“Good morning, good morning, good morning!” he called to me jovially, scampering down the hall in his Christmas carpet slippers with holly embroidered on them. I sighed and rolled my eyes. The day’s festivities had undoubtedly begun. It was going to be a long one.
“You heard the bells, splendid, splendid! Have you tried the Christmas buffet yet? No? Well, it’s set up in the dining hall, of course.” Apparently, in the short time it had taken the bells of Notre Dame to wake up the whole household our dining room had become a dining hall.
“Bacon, eggs, ham, roast beef, no goose, of course, can’t have goose, that’s for dinner.”
“I don’t know, I was kind of looking forward to some breakfast goose,” I said.

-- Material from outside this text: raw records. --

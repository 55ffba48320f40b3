//! Purpose: Define the closed, recursive logical type model and its two schema encodings.
//! Exports: `DataType`, `Field`, `TimeUnit`, `PhysicalType`.
//! Role: Single source of truth for what a column means; codecs dispatch on it exhaustively.
//! Invariants: Binary tags are stable and additive; unknown tags are rejected, never guessed.
//! Invariants: `Decimal` precision stays `None` when unspecified; nothing here defaults it.
//! Invariants: `Opaque` has no binary tag and no text form; it is detected before encoding.
use std::collections::HashSet;
use std::fmt;

use serde::{Deserialize, Serialize};

use crate::core::error::{Error, ErrorKind};
use crate::core::format::MAX_NESTING_DEPTH;
use crate::core::wire::{WireReader, WireWriter};

/// Largest decimal precision representable by the `i128` physical buffer.
pub const MAX_DECIMAL_PRECISION: u8 = 38;

#[derive(Clone, Copy, Debug, Eq, PartialEq, Hash, Serialize, Deserialize)]
pub enum TimeUnit {
    #[serde(rename = "ms")]
    Milliseconds,
    #[serde(rename = "us")]
    Microseconds,
    #[serde(rename = "ns")]
    Nanoseconds,
}

impl TimeUnit {
    pub fn nanos_per_unit(self) -> i128 {
        match self {
            TimeUnit::Milliseconds => 1_000_000,
            TimeUnit::Microseconds => 1_000,
            TimeUnit::Nanoseconds => 1,
        }
    }

    fn tag(self) -> u8 {
        match self {
            TimeUnit::Milliseconds => 0,
            TimeUnit::Microseconds => 1,
            TimeUnit::Nanoseconds => 2,
        }
    }

    fn from_tag(tag: u8) -> Result<Self, Error> {
        match tag {
            0 => Ok(TimeUnit::Milliseconds),
            1 => Ok(TimeUnit::Microseconds),
            2 => Ok(TimeUnit::Nanoseconds),
            _ => Err(Error::malformed(format!("unknown time unit tag {tag}"))),
        }
    }
}

impl fmt::Display for TimeUnit {
    fn fmt(&self, f: &mut fmt::Formatter<'_>) -> fmt::Result {
        let unit = match self {
            TimeUnit::Milliseconds => "ms",
            TimeUnit::Microseconds => "us",
            TimeUnit::Nanoseconds => "ns",
        };
        f.write_str(unit)
    }
}
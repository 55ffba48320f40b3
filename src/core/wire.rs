// Little-endian byte writer and bounds-checked reader shared by the binary schema and payload code.
use crate::core::error::Error;

#[derive(Debug, Default)]
pub struct WireWriter {
    buf: Vec<u8>,
}

impl WireWriter {
    pub fn with_capacity(capacity: usize) -> Self {
        Self {
            buf: Vec::with_capacity(capacity),
        }
    }

    pub fn len(&self) -> usize {
        self.buf.len()
    }

    pub fn as_slice(&self) -> &[u8] {
        &self.buf
    }

    pub fn into_inner(self) -> Vec<u8> {
        self.buf
    }

    pub fn put_u8(&mut self, value: u8) {
        self.buf.push(value);
    }

    pub fn put_u16(&mut self, value: u16) {
        self.buf.extend_from_slice(&value.to_le_bytes());
    }

    pub fn put_u32(&mut self, value: u32) {
        self.buf.extend_from_slice(&value.to_le_bytes());
    }

    pub fn put_u64(&mut self, value: u64) {
        self.buf.extend_from_slice(&value.to_le_bytes());
    }

    pub fn put_len(&mut self, len: usize) {
        self.put_u64(len as u64);
    }

    pub fn put_bytes(&mut self, bytes: &[u8]) {
        self.buf.extend_from_slice(bytes);
    }

    /// Writes a `u32` length prefix followed by the utf-8 bytes.
    pub fn put_str(&mut self, value: &str) -> Result<(), Error> {
        let len = u32::try_from(value.len())
            .map_err(|_| Error::malformed("string exceeds u32 length prefix"))?;
        self.put_u32(len);
        self.put_bytes(value.as_bytes());
        Ok(())
    }

    pub(crate) fn buf_mut(&mut self) -> &mut Vec<u8> {
        &mut self.buf
    }
}

#[derive(Debug)]
pub struct WireReader<'a> {
    buf: &'a [u8],
    pos: usize,
}

impl<'a> WireReader<'a> {
    pub fn new(buf: &'a [u8]) -> Self {
        Self { buf, pos: 0 }
    }

    pub fn position(&self) -> usize {
        self.pos
    }

    pub fn remaining(&self) -> usize {
        self.buf.len() - self.pos
    }

    pub fn take(&mut self, len: usize) -> Result<&'a [u8], Error> {
        if len > self.remaining() {
            return Err(Error::malformed(format!(
                "truncated input: need {len} bytes, {} remain",
                self.remaining()
            ))
            .with_offset(self.pos as u64));
        }
        let start = self.pos;
        self.pos += len;
        Ok(&self.buf[start..self.pos])
    }

    pub fn u8(&mut self) -> Result<u8, Error> {
        Ok(self.take(1)?[0])
    }

    pub fn u16(&mut self) -> Result<u16, Error> {
        Ok(u16::from_le_bytes(self.array()?))
    }

    pub fn u32(&mut self) -> Result<u32, Error> {
        Ok(u32::from_le_bytes(self.array()?))
    }

    pub fn u64(&mut self) -> Result<u64, Error> {
        Ok(u64::from_le_bytes(self.array()?))
    }

    /// Reads a `u64` length and checks it against the bytes still available
    /// when each element needs at least `min_elem_bytes`.
    pub fn count(&mut self, min_elem_bytes: usize) -> Result<usize, Error> {
        let at = self.pos;
        let raw = self.u64()?;
        let len = usize::try_from(raw)
            .map_err(|_| Error::malformed("length does not fit in memory").with_offset(at as u64))?;
        if min_elem_bytes > 0 && len.saturating_mul(min_elem_bytes) > self.remaining() {
            return Err(Error::malformed(format!("declared length {len} exceeds input"))
                .with_offset(at as u64));
        }
        Ok(len)
    }

    pub fn str(&mut self) -> Result<&'a str, Error> {
        let at = self.pos;
        let len = self.u32()? as usize;
        let bytes = self.take(len)?;
        std::str::from_utf8(bytes).map_err(|err| {
            Error::malformed("invalid utf-8 in string")
                .with_offset(at as u64)
                .with_source(err)
        })
    }

    fn array<const N: usize>(&mut self) -> Result<[u8; N], Error> {
        let mut out = [0u8; N];
        out.copy_from_slice(self.take(N)?);
        Ok(out)
    }
}
//! Purpose: Centralize wire-format identification, versioning, and shared limits.
//! Exports: `BINARY_MAGIC`, `FORMAT_VERSION`, `SUPPORTED_FORMAT_VERSIONS`, `TEXT_FORMAT_NAME`,
//!          `DIGEST_LEN`, `MAX_NESTING_DEPTH`, `version_error`.
//! Role: Shared policy for gating compatibility across the binary and text decoders.
//! Invariants: Version list is additive; bump only for incompatible layout changes.
//! Invariants: New logical type tags do not require a version bump.

use crate::core::error::Error;

pub const BINARY_MAGIC: [u8; 4] = *b"CLFR";
pub const FORMAT_VERSION: u16 = 1;
pub const SUPPORTED_FORMAT_VERSIONS: &[u16] = &[FORMAT_VERSION];

/// Value of the `format` key at the top of every text document.
pub const TEXT_FORMAT_NAME: &str = "colframe";

/// Length of the SHA-256 trailer closing every binary encoding.
pub const DIGEST_LEN: usize = 32;

/// Deepest type or token nesting any decoder will follow.
pub const MAX_NESTING_DEPTH: usize = 64;

pub fn is_supported_version(version: u16) -> bool {
    SUPPORTED_FORMAT_VERSIONS.contains(&version)
}

pub fn version_error(detected: u64) -> Error {
    let supported = SUPPORTED_FORMAT_VERSIONS
        .iter()
        .map(|version| version.to_string())
        .collect::<Vec<_>>()
        .join(", ");
    Error::malformed(format!(
        "unsupported format version {detected} (supported: {supported})"
    ))
}

#[cfg(test)]
mod tests {
    use super::{FORMAT_VERSION, is_supported_version, version_error};
    use crate::core::error::ErrorKind;

    #[test]
    fn current_version_is_supported() {
        assert!(is_supported_version(FORMAT_VERSION));
        assert!(!is_supported_version(FORMAT_VERSION + 1));
    }

    #[test]
    fn version_error_lists_supported_versions() {
        let err = version_error(9);
        assert_eq!(err.kind(), ErrorKind::MalformedInput);
        assert!(err.to_string().contains("unsupported format version 9 (supported: 1)"));
    }
}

“Ho, ho, ho, nothing like a little Christmas humor,” said Uncle Marten forgivingly. “Now, I must go finish stuffing stockings. Want everyone to have stockings round the fire. Round the fire. Awake the dogs and cats, there’s plenty for them, too.”
I had visions of rounding everyone up, puppy and cat, who lived their independent lives and were rarely seen, and nailing them to the floor around the fireplace. The morning events were going to be full of interest. I was just thankful I was well enough to withstand all this; it would be awful to have to appear in a weakened state.
I crept downstairs. Then, as I was sitting alone in the semidark “dining hall” with my plate of bacon and eggs, calmly watching dust motes dancing in the one stream of light coming from a window while the rain poured heavily as usual on the roof, down came Uncle Marten dressed to the nines and I realized that I was not going to be able to slop around in my pajamas in his Christmas scenario. He said nothing but had already provided a green velvet dress which yesterday Humdinger had placed on my bed. I trudged back upstairs. It fit more or less because it seemed to be some sort of medieval design, coming nearly floor-length and having a yard-wide waist.
When I came back down and Uncle Marten saw me, he asked, “Where is everyone else? Where is everyone else? This is Christmas after all!” Humdinger was standing with Uncle Marten before the fire, both of them sipping something hot from silver cups. His Christmas outfit from Uncle Marten was a tuxedo but still with the strange butler collar he had arrived with. Humdinger was as composed as always, and Uncle Marten quivering with excitement.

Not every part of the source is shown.